### What the exercise asks
Report the tally of lines in the material below that have the string "first", with no other output.
[Exercise input]
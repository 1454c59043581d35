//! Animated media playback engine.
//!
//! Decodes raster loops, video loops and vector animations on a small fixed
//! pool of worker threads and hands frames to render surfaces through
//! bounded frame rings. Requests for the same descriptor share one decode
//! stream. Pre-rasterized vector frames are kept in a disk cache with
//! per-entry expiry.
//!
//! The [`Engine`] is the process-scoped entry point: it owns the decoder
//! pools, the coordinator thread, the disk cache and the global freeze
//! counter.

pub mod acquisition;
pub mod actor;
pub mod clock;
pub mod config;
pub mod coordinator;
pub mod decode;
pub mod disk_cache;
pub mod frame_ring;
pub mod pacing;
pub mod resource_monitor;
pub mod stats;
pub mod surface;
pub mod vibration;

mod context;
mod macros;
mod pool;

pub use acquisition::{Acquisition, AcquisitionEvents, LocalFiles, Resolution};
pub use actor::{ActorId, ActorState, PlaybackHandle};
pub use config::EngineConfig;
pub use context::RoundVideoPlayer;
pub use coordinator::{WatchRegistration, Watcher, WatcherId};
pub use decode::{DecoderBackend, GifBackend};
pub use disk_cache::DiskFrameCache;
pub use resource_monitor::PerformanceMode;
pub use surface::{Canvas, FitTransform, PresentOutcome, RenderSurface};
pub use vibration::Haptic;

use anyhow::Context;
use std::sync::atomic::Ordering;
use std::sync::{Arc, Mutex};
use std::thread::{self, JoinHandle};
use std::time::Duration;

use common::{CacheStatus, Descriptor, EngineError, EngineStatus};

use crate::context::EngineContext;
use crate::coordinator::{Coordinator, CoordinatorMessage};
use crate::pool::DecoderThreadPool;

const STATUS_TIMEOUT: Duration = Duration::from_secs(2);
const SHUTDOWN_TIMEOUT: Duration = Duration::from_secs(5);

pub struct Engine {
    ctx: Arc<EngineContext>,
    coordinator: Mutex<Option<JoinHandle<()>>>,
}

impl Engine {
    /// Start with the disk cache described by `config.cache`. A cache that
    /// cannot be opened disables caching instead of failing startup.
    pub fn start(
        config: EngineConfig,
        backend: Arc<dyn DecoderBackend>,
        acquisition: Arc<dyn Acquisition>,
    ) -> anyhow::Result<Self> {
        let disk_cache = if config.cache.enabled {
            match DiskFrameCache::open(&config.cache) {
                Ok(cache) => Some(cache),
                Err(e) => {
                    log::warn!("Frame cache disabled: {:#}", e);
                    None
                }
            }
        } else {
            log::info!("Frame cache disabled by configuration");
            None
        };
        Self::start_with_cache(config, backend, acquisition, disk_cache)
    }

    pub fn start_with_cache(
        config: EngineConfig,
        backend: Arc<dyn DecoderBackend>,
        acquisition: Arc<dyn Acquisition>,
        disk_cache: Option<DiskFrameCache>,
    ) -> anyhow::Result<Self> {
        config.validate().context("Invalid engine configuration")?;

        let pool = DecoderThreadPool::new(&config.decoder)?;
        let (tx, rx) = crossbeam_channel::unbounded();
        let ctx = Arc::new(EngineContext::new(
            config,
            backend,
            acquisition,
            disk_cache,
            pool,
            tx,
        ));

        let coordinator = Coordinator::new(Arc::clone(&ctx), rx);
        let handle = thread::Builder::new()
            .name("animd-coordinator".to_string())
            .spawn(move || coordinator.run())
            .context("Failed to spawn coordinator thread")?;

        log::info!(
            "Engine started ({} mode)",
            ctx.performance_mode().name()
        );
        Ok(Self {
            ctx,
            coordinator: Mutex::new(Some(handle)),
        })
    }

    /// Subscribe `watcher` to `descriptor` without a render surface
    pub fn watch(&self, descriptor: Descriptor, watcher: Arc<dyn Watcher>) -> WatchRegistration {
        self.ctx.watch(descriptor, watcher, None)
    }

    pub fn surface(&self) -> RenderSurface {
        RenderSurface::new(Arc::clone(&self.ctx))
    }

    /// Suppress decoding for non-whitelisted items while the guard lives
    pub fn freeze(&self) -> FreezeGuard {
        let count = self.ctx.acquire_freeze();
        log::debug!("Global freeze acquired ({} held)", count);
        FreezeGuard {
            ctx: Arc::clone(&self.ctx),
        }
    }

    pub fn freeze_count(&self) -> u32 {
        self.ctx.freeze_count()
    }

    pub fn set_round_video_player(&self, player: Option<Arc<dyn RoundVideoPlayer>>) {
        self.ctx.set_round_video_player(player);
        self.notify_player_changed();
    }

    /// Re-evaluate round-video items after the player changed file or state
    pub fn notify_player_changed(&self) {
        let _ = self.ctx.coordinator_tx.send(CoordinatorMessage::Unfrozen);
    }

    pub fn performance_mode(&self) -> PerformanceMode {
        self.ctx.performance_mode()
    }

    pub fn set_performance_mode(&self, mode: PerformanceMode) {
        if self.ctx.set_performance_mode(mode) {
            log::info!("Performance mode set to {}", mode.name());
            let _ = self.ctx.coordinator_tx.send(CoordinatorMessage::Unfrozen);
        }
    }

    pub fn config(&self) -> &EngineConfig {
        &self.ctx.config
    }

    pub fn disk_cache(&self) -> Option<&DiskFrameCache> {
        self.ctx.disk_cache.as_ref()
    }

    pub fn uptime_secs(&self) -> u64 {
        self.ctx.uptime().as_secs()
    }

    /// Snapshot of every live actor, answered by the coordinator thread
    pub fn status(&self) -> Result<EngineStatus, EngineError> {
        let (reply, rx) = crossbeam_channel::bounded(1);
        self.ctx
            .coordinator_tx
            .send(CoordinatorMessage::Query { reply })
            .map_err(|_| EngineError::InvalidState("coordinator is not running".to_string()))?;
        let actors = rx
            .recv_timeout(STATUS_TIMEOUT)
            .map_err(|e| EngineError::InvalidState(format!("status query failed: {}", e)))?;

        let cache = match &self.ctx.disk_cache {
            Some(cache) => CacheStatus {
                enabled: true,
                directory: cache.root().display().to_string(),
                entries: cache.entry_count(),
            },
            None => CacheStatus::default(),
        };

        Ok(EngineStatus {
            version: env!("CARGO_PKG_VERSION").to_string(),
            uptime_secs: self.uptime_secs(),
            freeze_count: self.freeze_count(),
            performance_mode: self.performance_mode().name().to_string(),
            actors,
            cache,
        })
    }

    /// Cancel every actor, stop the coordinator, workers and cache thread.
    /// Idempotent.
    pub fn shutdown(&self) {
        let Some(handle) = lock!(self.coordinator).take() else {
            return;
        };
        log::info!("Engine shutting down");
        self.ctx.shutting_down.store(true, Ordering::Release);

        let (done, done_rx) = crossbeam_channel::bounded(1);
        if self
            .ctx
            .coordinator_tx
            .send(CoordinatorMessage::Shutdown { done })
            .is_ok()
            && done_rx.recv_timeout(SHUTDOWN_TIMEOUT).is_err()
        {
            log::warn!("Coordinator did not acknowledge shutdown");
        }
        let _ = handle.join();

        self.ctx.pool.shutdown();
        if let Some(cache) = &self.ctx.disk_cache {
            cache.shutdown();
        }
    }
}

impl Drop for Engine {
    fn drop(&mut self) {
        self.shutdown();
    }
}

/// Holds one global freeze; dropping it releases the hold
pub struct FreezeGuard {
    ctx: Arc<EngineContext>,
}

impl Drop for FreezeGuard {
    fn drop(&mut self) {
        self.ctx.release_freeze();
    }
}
[/Exercise input]
[Exercise input]
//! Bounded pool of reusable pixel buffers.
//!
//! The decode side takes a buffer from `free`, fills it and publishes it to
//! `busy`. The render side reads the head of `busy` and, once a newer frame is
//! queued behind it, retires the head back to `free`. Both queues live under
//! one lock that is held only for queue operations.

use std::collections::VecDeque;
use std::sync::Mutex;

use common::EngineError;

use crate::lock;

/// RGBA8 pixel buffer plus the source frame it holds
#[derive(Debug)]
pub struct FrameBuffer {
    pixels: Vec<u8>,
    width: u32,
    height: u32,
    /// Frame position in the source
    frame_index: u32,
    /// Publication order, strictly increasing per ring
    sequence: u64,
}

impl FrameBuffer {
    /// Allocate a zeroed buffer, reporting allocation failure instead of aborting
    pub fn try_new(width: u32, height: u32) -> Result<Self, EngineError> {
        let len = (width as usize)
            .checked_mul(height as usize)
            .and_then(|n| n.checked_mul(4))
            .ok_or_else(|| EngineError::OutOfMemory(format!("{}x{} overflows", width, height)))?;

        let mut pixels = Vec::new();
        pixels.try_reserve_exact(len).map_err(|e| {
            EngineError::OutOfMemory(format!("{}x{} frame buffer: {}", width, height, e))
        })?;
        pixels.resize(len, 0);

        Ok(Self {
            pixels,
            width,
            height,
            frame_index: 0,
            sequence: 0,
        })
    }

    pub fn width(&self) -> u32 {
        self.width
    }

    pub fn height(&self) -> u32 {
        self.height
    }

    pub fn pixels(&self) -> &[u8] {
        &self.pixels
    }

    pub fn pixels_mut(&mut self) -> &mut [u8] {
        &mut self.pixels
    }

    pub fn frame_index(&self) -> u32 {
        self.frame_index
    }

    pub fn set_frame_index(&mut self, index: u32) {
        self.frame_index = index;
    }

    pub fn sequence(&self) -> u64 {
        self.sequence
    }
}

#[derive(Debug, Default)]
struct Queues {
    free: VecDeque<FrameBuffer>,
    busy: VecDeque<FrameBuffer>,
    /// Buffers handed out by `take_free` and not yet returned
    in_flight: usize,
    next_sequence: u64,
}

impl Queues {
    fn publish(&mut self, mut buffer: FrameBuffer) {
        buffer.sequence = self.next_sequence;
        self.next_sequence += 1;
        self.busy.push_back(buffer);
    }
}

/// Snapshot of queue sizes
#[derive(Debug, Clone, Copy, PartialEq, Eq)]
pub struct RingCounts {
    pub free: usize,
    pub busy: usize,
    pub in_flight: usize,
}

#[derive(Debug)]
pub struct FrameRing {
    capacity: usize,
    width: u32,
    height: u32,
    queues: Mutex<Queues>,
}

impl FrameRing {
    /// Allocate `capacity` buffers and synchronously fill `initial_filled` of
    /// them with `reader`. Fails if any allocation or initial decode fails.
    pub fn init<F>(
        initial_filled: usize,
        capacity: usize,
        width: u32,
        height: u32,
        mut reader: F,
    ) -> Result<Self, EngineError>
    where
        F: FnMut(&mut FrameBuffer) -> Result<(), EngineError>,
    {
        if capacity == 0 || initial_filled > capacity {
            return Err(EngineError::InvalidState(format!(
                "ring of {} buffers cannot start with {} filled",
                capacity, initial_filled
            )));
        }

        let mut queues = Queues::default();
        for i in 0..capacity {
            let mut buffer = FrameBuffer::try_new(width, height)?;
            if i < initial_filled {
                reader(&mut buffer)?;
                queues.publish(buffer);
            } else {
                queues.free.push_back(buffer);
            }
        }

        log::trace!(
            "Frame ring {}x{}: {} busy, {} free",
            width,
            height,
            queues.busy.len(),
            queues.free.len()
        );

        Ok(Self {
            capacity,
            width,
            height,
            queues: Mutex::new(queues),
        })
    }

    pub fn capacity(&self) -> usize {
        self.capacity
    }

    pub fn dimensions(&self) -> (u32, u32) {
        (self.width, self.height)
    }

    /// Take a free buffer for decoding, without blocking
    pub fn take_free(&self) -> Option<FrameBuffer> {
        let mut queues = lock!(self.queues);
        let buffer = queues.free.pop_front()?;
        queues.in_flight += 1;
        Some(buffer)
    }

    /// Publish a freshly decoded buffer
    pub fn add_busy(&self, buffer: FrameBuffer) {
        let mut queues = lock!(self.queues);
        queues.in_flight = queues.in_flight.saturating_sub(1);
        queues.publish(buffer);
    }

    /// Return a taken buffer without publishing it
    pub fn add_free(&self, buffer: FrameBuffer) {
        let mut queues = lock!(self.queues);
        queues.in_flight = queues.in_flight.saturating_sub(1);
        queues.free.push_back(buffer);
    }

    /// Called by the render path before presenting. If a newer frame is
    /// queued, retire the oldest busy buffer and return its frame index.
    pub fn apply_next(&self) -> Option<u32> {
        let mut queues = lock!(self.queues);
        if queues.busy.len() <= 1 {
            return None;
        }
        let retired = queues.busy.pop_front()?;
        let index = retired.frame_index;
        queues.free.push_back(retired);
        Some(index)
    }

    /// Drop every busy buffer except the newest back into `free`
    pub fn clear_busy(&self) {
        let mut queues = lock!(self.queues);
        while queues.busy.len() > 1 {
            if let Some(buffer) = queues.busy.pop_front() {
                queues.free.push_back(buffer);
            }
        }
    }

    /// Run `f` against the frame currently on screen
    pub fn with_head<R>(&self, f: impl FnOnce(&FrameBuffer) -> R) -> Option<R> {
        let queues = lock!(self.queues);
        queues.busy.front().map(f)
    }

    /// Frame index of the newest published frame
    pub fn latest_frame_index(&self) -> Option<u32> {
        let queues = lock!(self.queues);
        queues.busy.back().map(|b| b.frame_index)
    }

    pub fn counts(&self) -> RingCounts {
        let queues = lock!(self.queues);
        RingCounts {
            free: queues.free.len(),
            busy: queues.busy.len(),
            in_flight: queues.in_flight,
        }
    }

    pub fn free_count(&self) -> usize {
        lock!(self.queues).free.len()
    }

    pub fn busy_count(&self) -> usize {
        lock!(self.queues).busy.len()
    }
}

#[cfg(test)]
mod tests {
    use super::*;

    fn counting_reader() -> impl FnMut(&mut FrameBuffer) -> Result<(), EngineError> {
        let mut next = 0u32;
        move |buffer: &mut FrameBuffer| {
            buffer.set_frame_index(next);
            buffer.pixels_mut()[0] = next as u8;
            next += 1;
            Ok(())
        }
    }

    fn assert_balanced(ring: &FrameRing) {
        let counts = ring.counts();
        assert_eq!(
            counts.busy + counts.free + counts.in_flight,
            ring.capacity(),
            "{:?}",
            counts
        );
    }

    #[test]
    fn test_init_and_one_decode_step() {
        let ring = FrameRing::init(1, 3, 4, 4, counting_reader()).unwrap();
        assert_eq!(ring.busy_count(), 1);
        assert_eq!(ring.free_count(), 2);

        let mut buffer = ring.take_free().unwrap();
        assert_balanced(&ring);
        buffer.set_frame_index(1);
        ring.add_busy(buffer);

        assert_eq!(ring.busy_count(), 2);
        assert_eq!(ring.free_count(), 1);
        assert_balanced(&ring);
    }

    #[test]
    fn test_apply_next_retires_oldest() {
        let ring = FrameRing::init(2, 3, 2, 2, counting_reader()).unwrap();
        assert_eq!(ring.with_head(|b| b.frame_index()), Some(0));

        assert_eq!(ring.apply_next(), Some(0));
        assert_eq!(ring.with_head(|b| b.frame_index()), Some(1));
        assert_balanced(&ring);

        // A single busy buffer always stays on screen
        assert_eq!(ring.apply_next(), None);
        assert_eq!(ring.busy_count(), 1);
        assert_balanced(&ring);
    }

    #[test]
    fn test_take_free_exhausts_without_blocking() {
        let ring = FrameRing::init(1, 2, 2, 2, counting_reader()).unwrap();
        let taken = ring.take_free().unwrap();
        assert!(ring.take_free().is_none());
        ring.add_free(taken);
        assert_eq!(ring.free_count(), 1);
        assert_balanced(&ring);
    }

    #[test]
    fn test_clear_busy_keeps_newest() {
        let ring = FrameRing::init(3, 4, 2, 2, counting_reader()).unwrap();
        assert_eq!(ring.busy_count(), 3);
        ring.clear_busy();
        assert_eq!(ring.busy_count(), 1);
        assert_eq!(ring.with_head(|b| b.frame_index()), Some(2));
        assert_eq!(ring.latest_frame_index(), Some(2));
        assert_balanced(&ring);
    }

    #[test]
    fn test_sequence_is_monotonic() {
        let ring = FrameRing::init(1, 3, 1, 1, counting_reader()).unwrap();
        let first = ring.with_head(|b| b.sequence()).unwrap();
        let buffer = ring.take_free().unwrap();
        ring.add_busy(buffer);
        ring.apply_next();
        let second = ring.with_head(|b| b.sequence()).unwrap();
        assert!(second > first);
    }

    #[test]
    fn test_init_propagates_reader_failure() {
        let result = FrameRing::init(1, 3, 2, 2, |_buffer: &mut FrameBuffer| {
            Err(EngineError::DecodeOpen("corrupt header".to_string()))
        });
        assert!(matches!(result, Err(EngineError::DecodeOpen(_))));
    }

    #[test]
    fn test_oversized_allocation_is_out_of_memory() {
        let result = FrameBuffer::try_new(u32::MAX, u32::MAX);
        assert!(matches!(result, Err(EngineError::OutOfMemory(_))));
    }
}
[/Exercise input]
### Solution for this problem
2